### [PROVIDED INFORMATION]
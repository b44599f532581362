// Copyright 2025 the Understory Authors
// SPDX-License-Identifier: Apache-2.0 OR MIT

//! Item storage: generational slots, hierarchy links and per-item solver variables.

use alloc::vec::Vec;

use kurbo::Rect;
use smallvec::SmallVec;

use crate::constraint::ConstraintId;
use crate::expr::{ItemVariables, Variable};
use crate::types::{ItemId, PerAxis, Priority};

/// Per-item sizing hints.
#[derive(Clone, Debug, PartialEq)]
pub struct ItemProps {
    /// Natural content size per axis, `None` when the item has no intrinsic metric on that axis.
    pub intrinsic_size: PerAxis<Option<f64>>,
    /// Priority of "do not grow beyond the intrinsic size".
    pub content_hugging: PerAxis<Priority>,
    /// Priority of "do not shrink below the intrinsic size".
    pub compression_resistance: PerAxis<Priority>,
    /// Distance of the text baseline below the top edge; `None` puts it on the bottom edge.
    pub baseline_offset: Option<f64>,
}

impl Default for ItemProps {
    fn default() -> Self {
        Self {
            intrinsic_size: PerAxis::splat(None),
            content_hugging: PerAxis::splat(Priority::DEFAULT_LOW),
            compression_resistance: PerAxis::splat(Priority::DEFAULT_HIGH),
            baseline_offset: None,
        }
    }
}

impl ItemProps {
    /// Props with an intrinsic size on both axes.
    pub fn with_intrinsic_size(width: f64, height: f64) -> Self {
        Self {
            intrinsic_size: PerAxis {
                horizontal: Some(width),
                vertical: Some(height),
            },
            ..Self::default()
        }
    }
}

#[derive(Clone, Debug)]
pub(crate) struct ItemSlot {
    pub(crate) generation: u32,
    pub(crate) parent: Option<ItemId>,
    pub(crate) children: Vec<ItemId>,
    pub(crate) props: ItemProps,
    pub(crate) variables: ItemVariables,
    /// Frame as of the last solve.
    pub(crate) frame: Rect,
    /// Every attached constraint that mentions this item, implicit ones included.
    pub(crate) constraints: SmallVec<[ConstraintId; 8]>,
    /// Implicit intrinsic-size constraints owned by this item.
    pub(crate) intrinsic: SmallVec<[ConstraintId; 4]>,
}

#[derive(Clone, Debug, Default)]
pub(crate) struct ItemTable {
    slots: Vec<Option<ItemSlot>>,
    /// last generation per slot (persists across frees)
    generations: Vec<u32>,
    free_list: Vec<usize>,
    next_variable: u32,
}

impl ItemTable {
    pub(crate) fn insert(&mut self, parent: Option<ItemId>, props: ItemProps) -> ItemId {
        let variables = self.fresh_variables();
        let make = |generation| ItemSlot {
            generation,
            parent: None,
            children: Vec::new(),
            props,
            variables,
            frame: Rect::ZERO,
            constraints: SmallVec::new(),
            intrinsic: SmallVec::new(),
        };
        let (idx, generation) = if let Some(idx) = self.free_list.pop() {
            let generation = self.generations[idx].saturating_add(1);
            self.generations[idx] = generation;
            self.slots[idx] = Some(make(generation));
            (idx, generation)
        } else {
            let generation = 1_u32;
            self.slots.push(Some(make(generation)));
            self.generations.push(generation);
            (self.slots.len() - 1, generation)
        };
        #[allow(
            clippy::cast_possible_truncation,
            reason = "ItemId uses 32-bit indices by design."
        )]
        let id = ItemId::new(idx as u32, generation);
        if let Some(p) = parent.filter(|p| self.is_alive(*p)) {
            if let Some(slot) = self.get_mut(id) {
                slot.parent = Some(p);
            }
            if let Some(parent_slot) = self.get_mut(p) {
                parent_slot.children.push(id);
            }
        }
        id
    }

    /// Free one slot. Hierarchy links of other items are left to the caller.
    pub(crate) fn free(&mut self, id: ItemId) -> Option<ItemSlot> {
        if !self.is_alive(id) {
            return None;
        }
        let slot = self.slots[id.idx()].take();
        self.free_list.push(id.idx());
        slot
    }

    pub(crate) fn is_alive(&self, id: ItemId) -> bool {
        self.get(id).is_some()
    }

    pub(crate) fn get(&self, id: ItemId) -> Option<&ItemSlot> {
        self.slots
            .get(id.idx())
            .and_then(|s| s.as_ref())
            .filter(|s| s.generation == id.1)
    }

    pub(crate) fn get_mut(&mut self, id: ItemId) -> Option<&mut ItemSlot> {
        self.slots
            .get_mut(id.idx())
            .and_then(|s| s.as_mut())
            .filter(|s| s.generation == id.1)
    }

    pub(crate) fn iter_mut(&mut self) -> impl Iterator<Item = (ItemId, &mut ItemSlot)> + '_ {
        self.slots.iter_mut().enumerate().filter_map(|(idx, slot)| {
            slot.as_mut().map(|s| {
                #[allow(
                    clippy::cast_possible_truncation,
                    reason = "ItemId uses 32-bit indices by design."
                )]
                let id = ItemId::new(idx as u32, s.generation);
                (id, s)
            })
        })
    }

    /// `id` followed by all of its descendants, depth first.
    pub(crate) fn subtree(&self, id: ItemId) -> Vec<ItemId> {
        let mut out = Vec::new();
        let mut stack = alloc::vec![id];
        while let Some(next) = stack.pop() {
            if let Some(slot) = self.get(next) {
                out.push(next);
                stack.extend(slot.children.iter().rev().copied());
            }
        }
        out
    }

    fn fresh_variables(&mut self) -> ItemVariables {
        let base = self.next_variable;
        self.next_variable = self.next_variable.wrapping_add(4);
        ItemVariables {
            x: Variable(base),
            y: Variable(base.wrapping_add(1)),
            width: Variable(base.wrapping_add(2)),
            height: Variable(base.wrapping_add(3)),
        }
    }
}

### [YOUR INSTRUCTIONS]
Every entry should be reproduced exactly, with no part omitted.

### [TASK RESULT]
repository b44599f532581362
// Copyright 2025 the Understory Authors
// SPDX-License-Identifier: Apache-2.0 OR MIT

//! Item storage: generational slots, hierarchy links and per-item solver variables.

use alloc::vec::Vec;

use kurbo::Rect;
use smallvec::SmallVec;

use crate::constraint::ConstraintId;
use crate::expr::{ItemVariables, Variable};
use crate::types::{ItemId, PerAxis, Priority};

/// Per-item sizing hints.
#[derive(Clone, Debug, PartialEq)]
pub struct ItemProps {
    /// Natural content size per axis, `None` when the item has no intrinsic metric on that axis.
    pub intrinsic_size: PerAxis<Option<f64>>,
    /// Priority of "do not grow beyond the intrinsic size".
    pub content_hugging: PerAxis<Priority>,
    /// Priority of "do not shrink below the intrinsic size".
    pub compression_resistance: PerAxis<Priority>,
    /// Distance of the text baseline below the top edge; `None` puts it on the bottom edge.
    pub baseline_offset: Option<f64>,
}

impl Default for ItemProps {
    fn default() -> Self {
        Self {
            intrinsic_size: PerAxis::splat(None),
            content_hugging: PerAxis::splat(Priority::DEFAULT_LOW),
            compression_resistance: PerAxis::splat(Priority::DEFAULT_HIGH),
            baseline_offset: None,
        }
    }
}

impl ItemProps {
    /// Props with an intrinsic size on both axes.
    pub fn with_intrinsic_size(width: f64, height: f64) -> Self {
        Self {
            intrinsic_size: PerAxis {
                horizontal: Some(width),
                vertical: Some(height),
            },
            ..Self::default()
        }
    }
}

#[derive(Clone, Debug)]
pub(crate) struct ItemSlot {
    pub(crate) generation: u32,
    pub(crate) parent: Option<ItemId>,
    pub(crate) children: Vec<ItemId>,
    pub(crate) props: ItemProps,
    pub(crate) variables: ItemVariables,
    /// Frame as of the last solve.
    pub(crate) frame: Rect,
    /// Every attached constraint that mentions this item, implicit ones included.
    pub(crate) constraints: SmallVec<[ConstraintId; 8]>,
    /// Implicit intrinsic-size constraints owned by this item.
    pub(crate) intrinsic: SmallVec<[ConstraintId; 4]>,
}

#[derive(Clone, Debug, Default)]
pub(crate) struct ItemTable {
    slots: Vec<Option<ItemSlot>>,
    /// last generation per slot (persists across frees)
    generations: Vec<u32>,
    free_list: Vec<usize>,
    next_variable: u32,
}

impl ItemTable {
    pub(crate) fn insert(&mut self, parent: Option<ItemId>, props: ItemProps) -> ItemId {
        let variables = self.fresh_variables();
        let make = |generation| ItemSlot {
            generation,
            parent: None,
            children: Vec::new(),
            props,
            variables,
            frame: Rect::ZERO,
            constraints: SmallVec::new(),
            intrinsic: SmallVec::new(),
        };
        let (idx, generation) = if let Some(idx) = self.free_list.pop() {
            let generation = self.generations[idx].saturating_add(1);
            self.generations[idx] = generation;
            self.slots[idx] = Some(make(generation));
            (idx, generation)
        } else {
            let generation = 1_u32;
            self.slots.push(Some(make(generation)));
            self.generations.push(generation);
            (self.slots.len() - 1, generation)
        };
        #[allow(
            clippy::cast_possible_truncation,
            reason = "ItemId uses 32-bit indices by design."
        )]
        let id = ItemId::new(idx as u32, generation);
        if let Some(p) = parent.filter(|p| self.is_alive(*p)) {
            if let Some(slot) = self.get_mut(id) {
                slot.parent = Some(p);
            }
            if let Some(parent_slot) = self.get_mut(p) {
                parent_slot.children.push(id);
            }
        }
        id
    }

    /// Free one slot. Hierarchy links of other items are left to the caller.
    pub(crate) fn free(&mut self, id: ItemId) -> Option<ItemSlot> {
        if !self.is_alive(id) {
            return None;
        }
        let slot = self.slots[id.idx()].take();
        self.free_list.push(id.idx());
        slot
    }

    pub(crate) fn is_alive(&self, id: ItemId) -> bool {
        self.get(id).is_some()
    }

    pub(crate) fn get(&self, id: ItemId) -> Option<&ItemSlot> {
        self.slots
            .get(id.idx())
            .and_then(|s| s.as_ref())
            .filter(|s| s.generation == id.1)
    }

    pub(crate) fn get_mut(&mut self, id: ItemId) -> Option<&mut ItemSlot> {
        self.slots
            .get_mut(id.idx())
            .and_then(|s| s.as_mut())
            .filter(|s| s.generation == id.1)
    }

    pub(crate) fn iter_mut(&mut self) -> impl Iterator<Item = (ItemId, &mut ItemSlot)> + '_ {
        self.slots.iter_mut().enumerate().filter_map(|(idx, slot)| {
            slot.as_mut().map(|s| {
                #[allow(
                    clippy::cast_possible_truncation,
                    reason = "ItemId uses 32-bit indices by design."
                )]
                let id = ItemId::new(idx as u32, s.generation);
                (id, s)
            })
        })
    }

    /// `id` followed by all of its descendants, depth first.
    pub(crate) fn subtree(&self, id: ItemId) -> Vec<ItemId> {
        let mut out = Vec::new();
        let mut stack = alloc::vec![id];
        while let Some(next) = stack.pop() {
            if let Some(slot) = self.get(next) {
                out.push(next);
                stack.extend(slot.children.iter().rev().copied());
            }
        }
        out
    }

    fn fresh_variables(&mut self) -> ItemVariables {
        let base = self.next_variable;
        self.next_variable = self.next_variable.wrapping_add(4);
        ItemVariables {
            x: Variable(base),
            y: Variable(base.wrapping_add(1)),
            width: Variable(base.wrapping_add(2)),
            height: Variable(base.wrapping_add(3)),
        }
    }
}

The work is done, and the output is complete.